Task to complete: From the first line to the last, give the data again exactly.

■ ■ ■ ■ ■ ■ ■

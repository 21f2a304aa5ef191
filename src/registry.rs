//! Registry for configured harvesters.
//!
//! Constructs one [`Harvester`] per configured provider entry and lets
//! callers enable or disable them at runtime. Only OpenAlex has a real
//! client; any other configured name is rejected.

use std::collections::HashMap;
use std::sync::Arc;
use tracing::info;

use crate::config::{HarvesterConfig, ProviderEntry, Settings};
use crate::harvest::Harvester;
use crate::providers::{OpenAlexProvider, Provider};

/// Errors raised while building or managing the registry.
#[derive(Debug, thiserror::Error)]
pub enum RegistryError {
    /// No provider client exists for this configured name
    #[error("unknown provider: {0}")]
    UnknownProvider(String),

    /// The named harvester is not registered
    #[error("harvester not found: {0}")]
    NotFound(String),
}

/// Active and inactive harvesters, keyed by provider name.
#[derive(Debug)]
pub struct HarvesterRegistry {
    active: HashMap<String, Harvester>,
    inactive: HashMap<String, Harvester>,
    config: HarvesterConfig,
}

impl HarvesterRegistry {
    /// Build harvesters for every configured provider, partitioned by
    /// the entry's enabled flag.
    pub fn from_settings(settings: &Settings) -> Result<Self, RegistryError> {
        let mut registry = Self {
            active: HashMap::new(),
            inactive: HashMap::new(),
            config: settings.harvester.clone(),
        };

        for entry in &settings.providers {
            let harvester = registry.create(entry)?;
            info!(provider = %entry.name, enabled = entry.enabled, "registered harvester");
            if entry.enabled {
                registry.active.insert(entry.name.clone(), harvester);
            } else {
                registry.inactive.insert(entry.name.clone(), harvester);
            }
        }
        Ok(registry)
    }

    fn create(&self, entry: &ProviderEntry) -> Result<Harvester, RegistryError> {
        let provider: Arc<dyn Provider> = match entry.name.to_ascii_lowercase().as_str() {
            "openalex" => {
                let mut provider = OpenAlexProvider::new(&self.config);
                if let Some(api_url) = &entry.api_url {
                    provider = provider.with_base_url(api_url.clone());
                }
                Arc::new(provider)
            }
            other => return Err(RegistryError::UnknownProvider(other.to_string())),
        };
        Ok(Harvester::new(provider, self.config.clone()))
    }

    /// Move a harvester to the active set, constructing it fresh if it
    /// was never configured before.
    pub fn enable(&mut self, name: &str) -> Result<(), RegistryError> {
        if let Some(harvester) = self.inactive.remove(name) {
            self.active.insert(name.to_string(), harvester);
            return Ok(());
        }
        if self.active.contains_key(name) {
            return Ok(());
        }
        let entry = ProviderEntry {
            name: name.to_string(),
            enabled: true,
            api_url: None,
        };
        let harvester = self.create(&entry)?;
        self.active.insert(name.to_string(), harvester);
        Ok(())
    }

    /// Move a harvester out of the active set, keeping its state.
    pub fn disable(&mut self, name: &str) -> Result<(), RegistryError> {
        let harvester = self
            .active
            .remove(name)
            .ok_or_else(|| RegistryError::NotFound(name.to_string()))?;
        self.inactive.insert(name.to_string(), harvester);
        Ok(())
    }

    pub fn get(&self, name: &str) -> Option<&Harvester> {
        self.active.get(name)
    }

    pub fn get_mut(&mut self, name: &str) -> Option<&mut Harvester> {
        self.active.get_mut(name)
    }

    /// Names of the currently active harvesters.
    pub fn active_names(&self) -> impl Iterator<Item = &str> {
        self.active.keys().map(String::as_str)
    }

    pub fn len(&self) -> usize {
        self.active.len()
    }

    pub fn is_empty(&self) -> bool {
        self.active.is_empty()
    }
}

■ ■ ■ ■ ■ ■ ■

Problem solution:
repository 21f2a304aa5ef191
filename src/registry.rs
//! Registry for configured harvesters.
//!
//! Constructs one [`Harvester`] per configured provider entry and lets
//! callers enable or disable them at runtime. Only OpenAlex has a real
//! client; any other configured name is rejected.

use std::collections::HashMap;
use std::sync::Arc;
use tracing::info;

use crate::config::{HarvesterConfig, ProviderEntry, Settings};
use crate::harvest::Harvester;
use crate::providers::{OpenAlexProvider, Provider};

/// Errors raised while building or managing the registry.
#[derive(Debug, thiserror::Error)]
pub enum RegistryError {
    /// No provider client exists for this configured name
    #[error("unknown provider: {0}")]
    UnknownProvider(String),

    /// The named harvester is not registered
    #[error("harvester not found: {0}")]
    NotFound(String),
}

/// Active and inactive harvesters, keyed by provider name.
#[derive(Debug)]
pub struct HarvesterRegistry {
    active: HashMap<String, Harvester>,
    inactive: HashMap<String, Harvester>,
    config: HarvesterConfig,
}

impl HarvesterRegistry {
    /// Build harvesters for every configured provider, partitioned by
    /// the entry's enabled flag.
    pub fn from_settings(settings: &Settings) -> Result<Self, RegistryError> {
        let mut registry = Self {
            active: HashMap::new(),
            inactive: HashMap::new(),
            config: settings.harvester.clone(),
        };

        for entry in &settings.providers {
            let harvester = registry.create(entry)?;
            info!(provider = %entry.name, enabled = entry.enabled, "registered harvester");
            if entry.enabled {
                registry.active.insert(entry.name.clone(), harvester);
            } else {
                registry.inactive.insert(entry.name.clone(), harvester);
            }
        }
        Ok(registry)
    }

    fn create(&self, entry: &ProviderEntry) -> Result<Harvester, RegistryError> {
        let provider: Arc<dyn Provider> = match entry.name.to_ascii_lowercase().as_str() {
            "openalex" => {
                let mut provider = OpenAlexProvider::new(&self.config);
                if let Some(api_url) = &entry.api_url {
                    provider = provider.with_base_url(api_url.clone());
                }
                Arc::new(provider)
            }
            other => return Err(RegistryError::UnknownProvider(other.to_string())),
        };
        Ok(Harvester::new(provider, self.config.clone()))
    }

    /// Move a harvester to the active set, constructing it fresh if it
    /// was never configured before.
    pub fn enable(&mut self, name: &str) -> Result<(), RegistryError> {
        if let Some(harvester) = self.inactive.remove(name) {
            self.active.insert(name.to_string(), harvester);
            return Ok(());
        }
        if self.active.contains_key(name) {
            return Ok(());
        }
        let entry = ProviderEntry {
            name: name.to_string(),
            enabled: true,
            api_url: None,
        };
        let harvester = self.create(&entry)?;
        self.active.insert(name.to_string(), harvester);
        Ok(())
    }

    /// Move a harvester out of the active set, keeping its state.
    pub fn disable(&mut self, name: &str) -> Result<(), RegistryError> {
        let harvester = self
            .active
            .remove(name)
            .ok_or_else(|| RegistryError::NotFound(name.to_string()))?;
        self.inactive.insert(name.to_string(), harvester);
        Ok(())
    }

    pub fn get(&self, name: &str) -> Option<&Harvester> {
        self.active.get(name)
    }

    pub fn get_mut(&mut self, name: &str) -> Option<&mut Harvester> {
        self.active.get_mut(name)
    }

    /// Names of the currently active harvesters.
    pub fn active_names(&self) -> impl Iterator<Item = &str> {
        self.active.keys().map(String::as_str)
    }

    pub fn len(&self) -> usize {
        self.active.len()
    }

    pub fn is_empty(&self) -> bool {
        self.active.is_empty()
    }
}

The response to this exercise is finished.